**EXERCISE BRIEF:**
When a line of the listing below has the string "blue" in it, copy that line.

**MATERIAL PROVIDED:**
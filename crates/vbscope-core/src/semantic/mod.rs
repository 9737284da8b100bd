//! Semantic analysis module
//!
//! Provides the project scope graph, name resolution, declaration checks,
//! invalidation of edited modules and position queries.

pub mod build;
pub mod checks;
pub mod invalidate;
pub mod query;
pub mod register;
pub mod resolve;
pub mod scope;

use thiserror::Error;

pub use query::{Location, LocationLink};
pub use register::ScopeEntry;
pub use resolve::Resolution;
pub use scope::{
    AncestorIter, AssignmentKind, ChildMap, ElementInfo, MapKind, ScopeGraph, ScopeId, ScopeKind,
    ScopeMaps, ScopeNode, UNKNOWN_ELEMENT, UNKNOWN_MODULE,
};

#[derive(Debug, Error, PartialEq, Eq)]
pub enum GraphError {
    #[error("Bad URI or name: {0}")]
    BadUri(String),

    #[error("Module name ambiguity: {count} modules named '{name}'")]
    AmbiguousModule { name: String, count: usize },
}
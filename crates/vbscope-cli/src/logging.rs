use std::path::Path;

use tracing_appender::non_blocking::WorkerGuard;
use tracing_subscriber::{EnvFilter, fmt, prelude::*};

use crate::cli::Cli;

/// Installs the global subscriber. Keep the returned guard alive until exit
/// so buffered file output is flushed.
pub fn init_logging(cli: &Cli) -> Option<WorkerGuard> {
    let level = cli.log_level.as_tracing_level();
    let filter = EnvFilter::from_default_env().add_directive(level.into());

    match cli.log_file {
        Some(ref log_file) => Some(init_file_logging(log_file, filter, cli.log_json)),
        None => {
            init_stderr_logging(filter, cli.log_json);
            None
        }
    }
}

fn init_stderr_logging(filter: EnvFilter, json: bool) {
    let subscriber = tracing_subscriber::registry().with(filter);

    if json {
        subscriber
            .with(fmt::layer().json().with_writer(std::io::stderr))
            .init();
    } else {
        subscriber.with(fmt::layer().with_writer(std::io::stderr)).init();
    }
}

fn init_file_logging(path: &Path, filter: EnvFilter, json: bool) -> WorkerGuard {
    let parent = path.parent().unwrap_or(Path::new("."));
    let filename = path
        .file_name()
        .and_then(|s| s.to_str())
        .unwrap_or("vbscope.log");

    let file_appender = tracing_appender::rolling::never(parent, filename);
    let (non_blocking, guard) = tracing_appender::non_blocking(file_appender);

    let subscriber = tracing_subscriber::registry().with(filter);

    if json {
        subscriber
            .with(fmt::layer().json().with_ansi(false).with_writer(non_blocking))
            .init();
    } else {
        subscriber
            .with(fmt::layer().with_ansi(false).with_writer(non_blocking))
            .init();
    }

    guard
}
//! Output formatters for diagnostic display

pub mod json;
pub mod pretty;
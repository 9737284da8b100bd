//! Pretty formatter for human-readable terminal output
//!
//! Positions are printed one-based, the way editors display them.

use colored::{ColoredString, Colorize};
use vbscope_core::diagnostic::Diagnostic;
use vbscope_core::{Location, LocationLink, Position, PublishDiagnostics, Severity};

pub struct PrettyFormatter;

impl PrettyFormatter {
    pub fn new() -> Self {
        Self
    }

    pub fn format(&self, reports: &[PublishDiagnostics]) -> String {
        let mut output = String::new();

        for report in reports {
            for diag in &report.diagnostics {
                output.push_str(&self.format_diagnostic(&report.uri, diag));
                output.push('\n');
            }
        }

        let diagnostics: Vec<&Diagnostic> =
            reports.iter().flat_map(|r| &r.diagnostics).collect();
        if !diagnostics.is_empty() {
            output.push_str(&self.format_summary(&diagnostics));
        }

        output
    }

    fn format_diagnostic(&self, uri: &str, diag: &Diagnostic) -> String {
        let mut lines = Vec::new();

        let severity_str = self.colorize_severity(&diag.severity);
        lines.push(format!(
            "{}[{}]: {}",
            severity_str,
            diag.code.as_str().dimmed(),
            diag.message
        ));
        lines.push(format!(
            "  {} {}",
            "-->".blue(),
            display_position(uri, diag.range.start)
        ));

        for related in &diag.related_information {
            lines.push(format!(
                "   {} {}: {}",
                "=".blue(),
                "related".green(),
                display_position(&related.uri, related.range.start)
            ));
        }

        lines.join("\n")
    }

    pub fn format_definitions(&self, links: &[LocationLink]) -> String {
        if links.is_empty() {
            return "No definition found.\n".to_string();
        }

        links
            .iter()
            .map(|link| {
                format!(
                    "{} {}\n",
                    "-->".blue(),
                    display_position(&link.target_uri, link.target_selection_range.start)
                )
            })
            .collect()
    }

    pub fn format_locations(&self, locations: &[Location]) -> String {
        if locations.is_empty() {
            return "Nothing to rename.\n".to_string();
        }

        let mut output: String = locations
            .iter()
            .map(|location| {
                format!(
                    "{} {}\n",
                    "-->".blue(),
                    display_position(&location.uri, location.range.start)
                )
            })
            .collect();

        let noun = if locations.len() == 1 { "location" } else { "locations" };
        output.push_str(&format!("\n{} {}\n", locations.len().to_string().bold(), noun));
        output
    }

    fn colorize_severity(&self, severity: &Severity) -> ColoredString {
        match severity {
            Severity::Error => "error".red().bold(),
            Severity::Warning => "warning".yellow().bold(),
            Severity::Information => "info".blue().bold(),
            Severity::Hint => "hint".cyan().bold(),
        }
    }

    fn format_summary(&self, diagnostics: &[&Diagnostic]) -> String {
        let error_count = diagnostics
            .iter()
            .filter(|d| matches!(d.severity, Severity::Error))
            .count();
        let warning_count = diagnostics
            .iter()
            .filter(|d| matches!(d.severity, Severity::Warning))
            .count();

        let total = diagnostics.len();

        let errors_str = if error_count == 1 {
            format!("{} error", error_count)
        } else {
            format!("{} errors", error_count)
        };

        let warnings_str = if warning_count == 1 {
            format!("{} warning", warning_count)
        } else {
            format!("{} warnings", warning_count)
        };

        let problems_str = if total == 1 { "problem" } else { "problems" };

        format!(
            "\nFound {} {} ({}, {})\n",
            total.to_string().bold(),
            problems_str,
            errors_str.red(),
            warnings_str.yellow()
        )
    }
}

impl Default for PrettyFormatter {
    fn default() -> Self {
        Self::new()
    }
}

fn display_position(uri: &str, position: Position) -> String {
    format!("{}:{}:{}", uri, position.line + 1, position.character + 1)
}
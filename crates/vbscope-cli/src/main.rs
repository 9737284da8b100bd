//! vbscope CLI - command-line surface for the vbscope analyzer
//!
//! Loads serialized VBA syntax element streams, builds the project scope
//! graph and prints diagnostics, definitions or rename locations.

mod cli;
mod commands;
mod logging;
mod output;

use clap::Parser;

use crate::cli::Cli;
use crate::commands::Commands;
use crate::logging::init_logging;

fn main() -> anyhow::Result<()> {
    let cli = Cli::parse();
    let _guard = init_logging(&cli);

    match cli.command {
        Commands::Check(args) => args.run(),
        Commands::Definition(args) => args.run(),
        Commands::Rename(args) => args.run(),
    }
}
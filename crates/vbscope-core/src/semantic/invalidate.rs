//! Marking edited modules stale ahead of the next build

use tracing::{debug, error};

use super::GraphError;
use super::scope::{MapKind, ScopeGraph, ScopeId};

/// Module key for a document uri: the file name without its last extension.
pub fn module_key_from_uri(uri: &str) -> Option<&str> {
    let file_name = uri.rsplit('/').next()?;
    let (stem, _extension) = file_name.rsplit_once('.')?;
    (!stem.is_empty()).then_some(stem)
}

impl ScopeGraph {
    /// Finds the live module registered for `uri`.
    ///
    /// Modules are filed under the name the front-end reports, which may
    /// differ from the file name, so ownership is decided by uri. The file
    /// name key only detects clashes: another live module from a different
    /// uri with the same file name is reported rather than guessed at.
    pub fn find_module_by_uri(&self, uri: &str) -> Result<Option<ScopeId>, GraphError> {
        let Some(name) = module_key_from_uri(uri) else {
            error!(uri, "Bad URI or name");
            return Err(GraphError::BadUri(uri.to_string()));
        };

        let (owned, others): (Vec<ScopeId>, Vec<ScopeId>) = self
            .get(self.root())
            .maps
            .ids(&[MapKind::Modules])
            .filter(|&id| !self.get(id).invalidated)
            .partition(|&id| {
                let node = self.get(id);
                match node.uri.as_deref() {
                    Some(module_uri) => module_uri == uri,
                    None => node.name == name,
                }
            });
        let clashing = others
            .iter()
            .filter(|&&id| self.get(id).uri.as_deref().and_then(module_key_from_uri) == Some(name))
            .count();

        match (owned.as_slice(), clashing) {
            ([], 0) => {
                debug!(module = name, "No such module");
                Ok(None)
            }
            ([module], 0) => Ok(Some(*module)),
            _ => {
                let count = owned.len().max(1) + clashing;
                error!(module = name, count, "Module name ambiguity");
                Err(GraphError::AmbiguousModule {
                    name: name.to_string(),
                    count,
                })
            }
        }
    }

    /// Flags the module for `uri` and everything below it. Returns whether a
    /// module was found.
    pub fn invalidate_module(&mut self, uri: &str) -> Result<bool, GraphError> {
        match self.find_module_by_uri(uri)? {
            Some(module) => {
                debug!(uri, "Invalidating module");
                self.invalidate(module);
                Ok(true)
            }
            None => Ok(false),
        }
    }

    pub fn invalidate(&mut self, id: ScopeId) {
        let mut stack = vec![id];
        while let Some(current) = stack.pop() {
            self.get_mut(current).invalidated = true;
            stack.extend(self.child_ids(current, &MapKind::TRAVERSED));
        }
    }
}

**FINISHED TASK:**
            "-->".blue(),
                "=".blue(),
                    "-->".blue(),
                    "-->".blue(),
            Severity::Information => "info".blue().bold(),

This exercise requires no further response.